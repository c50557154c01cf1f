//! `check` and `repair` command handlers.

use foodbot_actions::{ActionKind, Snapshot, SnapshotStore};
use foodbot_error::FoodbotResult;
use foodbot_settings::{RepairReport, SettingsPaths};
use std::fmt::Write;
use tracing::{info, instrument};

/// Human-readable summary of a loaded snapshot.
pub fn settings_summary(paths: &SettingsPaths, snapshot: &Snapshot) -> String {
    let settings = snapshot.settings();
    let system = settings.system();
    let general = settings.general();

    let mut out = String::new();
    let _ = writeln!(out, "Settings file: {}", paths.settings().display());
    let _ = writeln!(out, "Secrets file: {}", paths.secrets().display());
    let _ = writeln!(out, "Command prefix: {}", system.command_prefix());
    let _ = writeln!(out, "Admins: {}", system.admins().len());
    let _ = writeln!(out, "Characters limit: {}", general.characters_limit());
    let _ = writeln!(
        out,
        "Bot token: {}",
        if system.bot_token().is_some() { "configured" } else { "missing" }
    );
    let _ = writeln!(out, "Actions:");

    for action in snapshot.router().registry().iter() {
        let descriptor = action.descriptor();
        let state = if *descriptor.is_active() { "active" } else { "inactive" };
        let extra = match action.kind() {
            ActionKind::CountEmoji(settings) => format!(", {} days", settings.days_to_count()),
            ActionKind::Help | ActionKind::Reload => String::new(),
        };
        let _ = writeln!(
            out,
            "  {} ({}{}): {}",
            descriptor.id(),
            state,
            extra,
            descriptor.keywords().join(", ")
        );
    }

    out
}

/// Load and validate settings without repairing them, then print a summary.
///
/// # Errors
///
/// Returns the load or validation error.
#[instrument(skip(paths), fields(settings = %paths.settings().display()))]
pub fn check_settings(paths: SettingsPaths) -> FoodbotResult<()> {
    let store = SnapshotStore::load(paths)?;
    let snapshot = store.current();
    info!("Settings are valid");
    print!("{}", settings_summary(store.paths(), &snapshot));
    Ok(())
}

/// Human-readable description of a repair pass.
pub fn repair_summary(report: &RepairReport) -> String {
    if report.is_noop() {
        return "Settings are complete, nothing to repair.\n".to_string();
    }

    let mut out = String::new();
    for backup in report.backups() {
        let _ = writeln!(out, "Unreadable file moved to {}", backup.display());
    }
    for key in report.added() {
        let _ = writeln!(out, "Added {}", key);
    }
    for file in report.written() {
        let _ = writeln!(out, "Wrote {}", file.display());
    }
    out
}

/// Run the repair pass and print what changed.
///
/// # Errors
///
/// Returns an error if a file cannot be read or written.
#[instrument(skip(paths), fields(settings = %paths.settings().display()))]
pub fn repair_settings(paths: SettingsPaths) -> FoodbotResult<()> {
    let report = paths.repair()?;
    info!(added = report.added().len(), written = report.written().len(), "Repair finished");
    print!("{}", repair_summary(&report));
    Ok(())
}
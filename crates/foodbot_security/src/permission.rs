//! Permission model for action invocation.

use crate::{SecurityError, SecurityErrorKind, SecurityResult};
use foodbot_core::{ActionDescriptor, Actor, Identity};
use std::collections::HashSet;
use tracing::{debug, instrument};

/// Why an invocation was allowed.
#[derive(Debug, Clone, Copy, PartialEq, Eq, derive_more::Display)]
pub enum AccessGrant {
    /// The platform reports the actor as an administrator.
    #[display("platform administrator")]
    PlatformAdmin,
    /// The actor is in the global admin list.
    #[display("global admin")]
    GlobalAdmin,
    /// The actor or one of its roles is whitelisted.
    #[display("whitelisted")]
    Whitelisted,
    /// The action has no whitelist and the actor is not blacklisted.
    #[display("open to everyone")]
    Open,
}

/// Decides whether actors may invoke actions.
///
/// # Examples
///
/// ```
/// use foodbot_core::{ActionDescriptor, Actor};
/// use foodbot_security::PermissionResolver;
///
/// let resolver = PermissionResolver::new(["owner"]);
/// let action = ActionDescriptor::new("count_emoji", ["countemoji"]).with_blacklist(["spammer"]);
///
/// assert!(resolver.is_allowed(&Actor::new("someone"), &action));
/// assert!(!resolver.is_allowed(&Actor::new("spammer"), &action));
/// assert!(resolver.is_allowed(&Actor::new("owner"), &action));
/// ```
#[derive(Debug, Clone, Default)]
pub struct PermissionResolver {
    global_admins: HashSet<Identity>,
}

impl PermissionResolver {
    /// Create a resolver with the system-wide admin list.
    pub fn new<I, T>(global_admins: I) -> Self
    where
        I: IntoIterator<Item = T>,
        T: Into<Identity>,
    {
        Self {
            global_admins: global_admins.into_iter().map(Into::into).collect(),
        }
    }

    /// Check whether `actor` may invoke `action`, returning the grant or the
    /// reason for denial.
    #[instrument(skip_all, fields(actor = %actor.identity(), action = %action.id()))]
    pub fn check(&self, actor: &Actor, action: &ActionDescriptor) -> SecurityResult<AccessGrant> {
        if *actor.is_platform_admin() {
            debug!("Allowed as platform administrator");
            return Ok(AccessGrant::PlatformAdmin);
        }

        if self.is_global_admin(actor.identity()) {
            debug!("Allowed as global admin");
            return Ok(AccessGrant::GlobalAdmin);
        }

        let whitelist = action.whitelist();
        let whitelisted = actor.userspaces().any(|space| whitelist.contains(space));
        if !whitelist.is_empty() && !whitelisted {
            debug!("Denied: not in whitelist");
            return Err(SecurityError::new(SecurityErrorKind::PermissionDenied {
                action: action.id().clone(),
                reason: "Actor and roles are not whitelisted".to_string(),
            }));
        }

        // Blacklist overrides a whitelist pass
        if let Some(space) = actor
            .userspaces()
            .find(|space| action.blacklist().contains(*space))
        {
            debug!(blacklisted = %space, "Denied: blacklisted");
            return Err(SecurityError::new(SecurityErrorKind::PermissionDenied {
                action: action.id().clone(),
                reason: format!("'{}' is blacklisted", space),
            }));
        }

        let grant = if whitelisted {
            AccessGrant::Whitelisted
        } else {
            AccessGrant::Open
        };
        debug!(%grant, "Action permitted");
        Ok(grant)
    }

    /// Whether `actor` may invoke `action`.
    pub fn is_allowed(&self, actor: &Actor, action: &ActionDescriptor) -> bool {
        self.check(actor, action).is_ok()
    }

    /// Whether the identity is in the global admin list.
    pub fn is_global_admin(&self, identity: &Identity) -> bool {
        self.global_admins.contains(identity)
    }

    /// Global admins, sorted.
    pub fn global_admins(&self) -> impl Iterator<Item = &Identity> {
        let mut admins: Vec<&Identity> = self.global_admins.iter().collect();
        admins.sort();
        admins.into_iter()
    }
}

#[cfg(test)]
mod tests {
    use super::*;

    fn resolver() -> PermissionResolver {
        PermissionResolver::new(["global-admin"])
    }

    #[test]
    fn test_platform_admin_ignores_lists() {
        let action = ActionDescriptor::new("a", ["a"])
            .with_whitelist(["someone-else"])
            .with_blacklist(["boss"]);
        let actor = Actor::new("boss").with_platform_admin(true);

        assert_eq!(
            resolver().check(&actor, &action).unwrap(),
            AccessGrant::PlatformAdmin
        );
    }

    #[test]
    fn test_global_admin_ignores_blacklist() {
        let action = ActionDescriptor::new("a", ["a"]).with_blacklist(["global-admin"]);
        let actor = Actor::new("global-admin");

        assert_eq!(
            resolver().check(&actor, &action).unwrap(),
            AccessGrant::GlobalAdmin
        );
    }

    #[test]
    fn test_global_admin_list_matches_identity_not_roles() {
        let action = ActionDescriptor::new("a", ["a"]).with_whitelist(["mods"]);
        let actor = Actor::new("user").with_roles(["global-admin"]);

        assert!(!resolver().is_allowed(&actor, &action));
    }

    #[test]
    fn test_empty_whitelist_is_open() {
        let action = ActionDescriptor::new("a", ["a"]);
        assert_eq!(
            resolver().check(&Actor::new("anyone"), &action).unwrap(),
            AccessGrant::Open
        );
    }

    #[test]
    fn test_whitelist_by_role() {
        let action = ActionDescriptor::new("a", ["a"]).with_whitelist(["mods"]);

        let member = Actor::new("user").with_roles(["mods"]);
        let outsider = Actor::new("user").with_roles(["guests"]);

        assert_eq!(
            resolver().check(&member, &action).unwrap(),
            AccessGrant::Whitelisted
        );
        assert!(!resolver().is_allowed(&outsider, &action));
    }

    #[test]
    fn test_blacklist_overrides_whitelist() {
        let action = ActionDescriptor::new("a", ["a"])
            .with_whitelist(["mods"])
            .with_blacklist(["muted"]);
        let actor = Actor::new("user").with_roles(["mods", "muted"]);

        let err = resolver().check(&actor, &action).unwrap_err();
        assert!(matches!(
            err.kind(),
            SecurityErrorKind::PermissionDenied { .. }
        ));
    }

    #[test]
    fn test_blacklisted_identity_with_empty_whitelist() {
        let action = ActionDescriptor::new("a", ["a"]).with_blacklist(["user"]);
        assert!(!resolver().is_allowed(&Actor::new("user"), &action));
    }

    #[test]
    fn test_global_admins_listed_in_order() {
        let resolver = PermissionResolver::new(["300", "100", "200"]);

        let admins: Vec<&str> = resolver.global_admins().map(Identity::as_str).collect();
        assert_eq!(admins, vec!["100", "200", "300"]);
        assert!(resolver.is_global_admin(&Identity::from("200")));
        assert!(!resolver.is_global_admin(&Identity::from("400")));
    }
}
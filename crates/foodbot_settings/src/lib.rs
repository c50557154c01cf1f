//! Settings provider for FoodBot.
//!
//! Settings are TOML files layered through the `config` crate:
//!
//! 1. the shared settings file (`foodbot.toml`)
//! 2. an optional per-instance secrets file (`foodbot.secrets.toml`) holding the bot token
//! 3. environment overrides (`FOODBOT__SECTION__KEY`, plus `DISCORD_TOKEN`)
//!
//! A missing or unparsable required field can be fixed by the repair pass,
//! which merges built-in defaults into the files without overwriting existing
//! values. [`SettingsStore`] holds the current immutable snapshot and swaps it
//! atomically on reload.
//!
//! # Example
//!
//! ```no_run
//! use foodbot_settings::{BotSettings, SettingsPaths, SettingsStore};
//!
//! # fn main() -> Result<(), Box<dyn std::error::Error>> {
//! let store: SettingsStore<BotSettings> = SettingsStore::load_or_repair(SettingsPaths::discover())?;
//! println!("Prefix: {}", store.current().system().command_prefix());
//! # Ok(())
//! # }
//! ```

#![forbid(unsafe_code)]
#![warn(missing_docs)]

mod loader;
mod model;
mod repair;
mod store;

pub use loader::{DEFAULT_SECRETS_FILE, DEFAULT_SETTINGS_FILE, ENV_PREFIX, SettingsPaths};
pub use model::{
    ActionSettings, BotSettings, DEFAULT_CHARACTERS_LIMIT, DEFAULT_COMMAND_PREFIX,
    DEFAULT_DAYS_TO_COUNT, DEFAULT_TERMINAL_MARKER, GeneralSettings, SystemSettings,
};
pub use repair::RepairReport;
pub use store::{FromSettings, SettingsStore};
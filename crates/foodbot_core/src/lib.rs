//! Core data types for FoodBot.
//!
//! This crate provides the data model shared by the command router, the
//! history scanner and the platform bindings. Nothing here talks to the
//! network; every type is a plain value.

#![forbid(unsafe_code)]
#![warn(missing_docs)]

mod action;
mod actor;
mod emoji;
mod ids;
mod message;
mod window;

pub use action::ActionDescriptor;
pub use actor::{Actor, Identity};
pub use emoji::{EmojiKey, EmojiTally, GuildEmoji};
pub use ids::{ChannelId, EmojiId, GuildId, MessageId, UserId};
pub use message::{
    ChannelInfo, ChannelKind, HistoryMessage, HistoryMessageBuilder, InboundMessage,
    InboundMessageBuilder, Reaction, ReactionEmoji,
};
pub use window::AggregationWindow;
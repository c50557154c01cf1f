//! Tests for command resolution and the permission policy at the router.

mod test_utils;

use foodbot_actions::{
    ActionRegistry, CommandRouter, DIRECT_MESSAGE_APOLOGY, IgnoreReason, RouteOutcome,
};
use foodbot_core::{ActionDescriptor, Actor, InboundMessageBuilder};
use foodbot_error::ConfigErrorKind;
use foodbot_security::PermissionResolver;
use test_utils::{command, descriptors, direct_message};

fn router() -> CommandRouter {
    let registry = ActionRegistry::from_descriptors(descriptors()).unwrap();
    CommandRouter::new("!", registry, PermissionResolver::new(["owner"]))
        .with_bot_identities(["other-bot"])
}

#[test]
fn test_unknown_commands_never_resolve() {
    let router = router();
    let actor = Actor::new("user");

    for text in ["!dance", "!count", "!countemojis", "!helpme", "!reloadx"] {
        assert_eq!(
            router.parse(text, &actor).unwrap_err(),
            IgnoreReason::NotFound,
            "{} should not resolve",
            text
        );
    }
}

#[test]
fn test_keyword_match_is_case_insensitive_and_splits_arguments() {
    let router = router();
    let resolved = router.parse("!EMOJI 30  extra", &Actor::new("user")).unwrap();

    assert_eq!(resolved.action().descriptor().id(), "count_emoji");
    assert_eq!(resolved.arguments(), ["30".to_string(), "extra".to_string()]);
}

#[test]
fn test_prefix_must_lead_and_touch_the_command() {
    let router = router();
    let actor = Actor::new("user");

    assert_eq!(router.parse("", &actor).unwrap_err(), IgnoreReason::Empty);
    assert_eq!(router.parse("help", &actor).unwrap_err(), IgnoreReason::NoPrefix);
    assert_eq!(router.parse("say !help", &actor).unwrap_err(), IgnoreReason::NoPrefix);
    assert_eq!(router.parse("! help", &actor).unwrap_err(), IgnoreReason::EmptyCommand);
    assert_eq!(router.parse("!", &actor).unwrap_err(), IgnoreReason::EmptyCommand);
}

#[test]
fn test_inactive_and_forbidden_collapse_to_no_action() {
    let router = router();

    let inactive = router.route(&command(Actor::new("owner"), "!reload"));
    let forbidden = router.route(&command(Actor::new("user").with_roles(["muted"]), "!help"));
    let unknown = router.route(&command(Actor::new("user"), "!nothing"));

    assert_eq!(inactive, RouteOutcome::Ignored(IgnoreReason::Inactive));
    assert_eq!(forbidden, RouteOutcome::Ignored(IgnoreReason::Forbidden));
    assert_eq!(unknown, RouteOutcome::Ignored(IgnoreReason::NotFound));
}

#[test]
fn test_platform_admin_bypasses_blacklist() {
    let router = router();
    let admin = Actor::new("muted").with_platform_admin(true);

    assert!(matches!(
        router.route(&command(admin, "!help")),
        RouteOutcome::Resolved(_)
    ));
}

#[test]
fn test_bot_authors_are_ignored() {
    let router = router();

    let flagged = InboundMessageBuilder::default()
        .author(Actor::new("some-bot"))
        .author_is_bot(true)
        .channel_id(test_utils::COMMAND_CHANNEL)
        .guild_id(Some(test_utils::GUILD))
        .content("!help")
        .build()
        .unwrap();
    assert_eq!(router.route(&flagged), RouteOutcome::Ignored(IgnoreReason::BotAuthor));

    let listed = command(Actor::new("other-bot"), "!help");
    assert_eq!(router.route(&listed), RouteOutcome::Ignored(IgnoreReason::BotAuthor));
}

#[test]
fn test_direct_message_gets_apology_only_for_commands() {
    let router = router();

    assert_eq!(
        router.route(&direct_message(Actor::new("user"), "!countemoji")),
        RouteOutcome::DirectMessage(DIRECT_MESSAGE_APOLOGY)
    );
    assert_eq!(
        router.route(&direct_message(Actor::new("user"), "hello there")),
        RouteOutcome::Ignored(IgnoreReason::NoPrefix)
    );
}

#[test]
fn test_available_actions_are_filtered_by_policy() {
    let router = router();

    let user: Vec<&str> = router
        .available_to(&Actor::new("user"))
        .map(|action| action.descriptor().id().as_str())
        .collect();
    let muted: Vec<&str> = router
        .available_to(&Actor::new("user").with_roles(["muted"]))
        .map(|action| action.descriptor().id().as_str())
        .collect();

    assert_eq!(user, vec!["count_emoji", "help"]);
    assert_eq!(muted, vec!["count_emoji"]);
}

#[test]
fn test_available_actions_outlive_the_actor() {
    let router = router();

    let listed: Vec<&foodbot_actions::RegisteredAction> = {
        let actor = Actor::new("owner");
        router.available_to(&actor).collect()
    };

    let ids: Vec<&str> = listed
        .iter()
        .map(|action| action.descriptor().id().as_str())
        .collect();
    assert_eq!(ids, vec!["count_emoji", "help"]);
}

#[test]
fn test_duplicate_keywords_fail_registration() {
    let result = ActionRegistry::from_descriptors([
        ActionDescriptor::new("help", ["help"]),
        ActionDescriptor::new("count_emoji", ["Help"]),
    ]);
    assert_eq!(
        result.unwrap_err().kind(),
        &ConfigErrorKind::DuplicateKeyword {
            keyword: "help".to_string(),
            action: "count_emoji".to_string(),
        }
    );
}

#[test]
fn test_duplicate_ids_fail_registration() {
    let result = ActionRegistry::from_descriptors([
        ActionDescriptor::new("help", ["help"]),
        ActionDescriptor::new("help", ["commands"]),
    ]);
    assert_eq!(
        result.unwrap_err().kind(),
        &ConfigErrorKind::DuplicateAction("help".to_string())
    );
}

....................

• WHAT TO PRODUCE: Look through the listing above and give the number of lines containing the string "writeln", with nothing else.

• RESULT BELOW: 11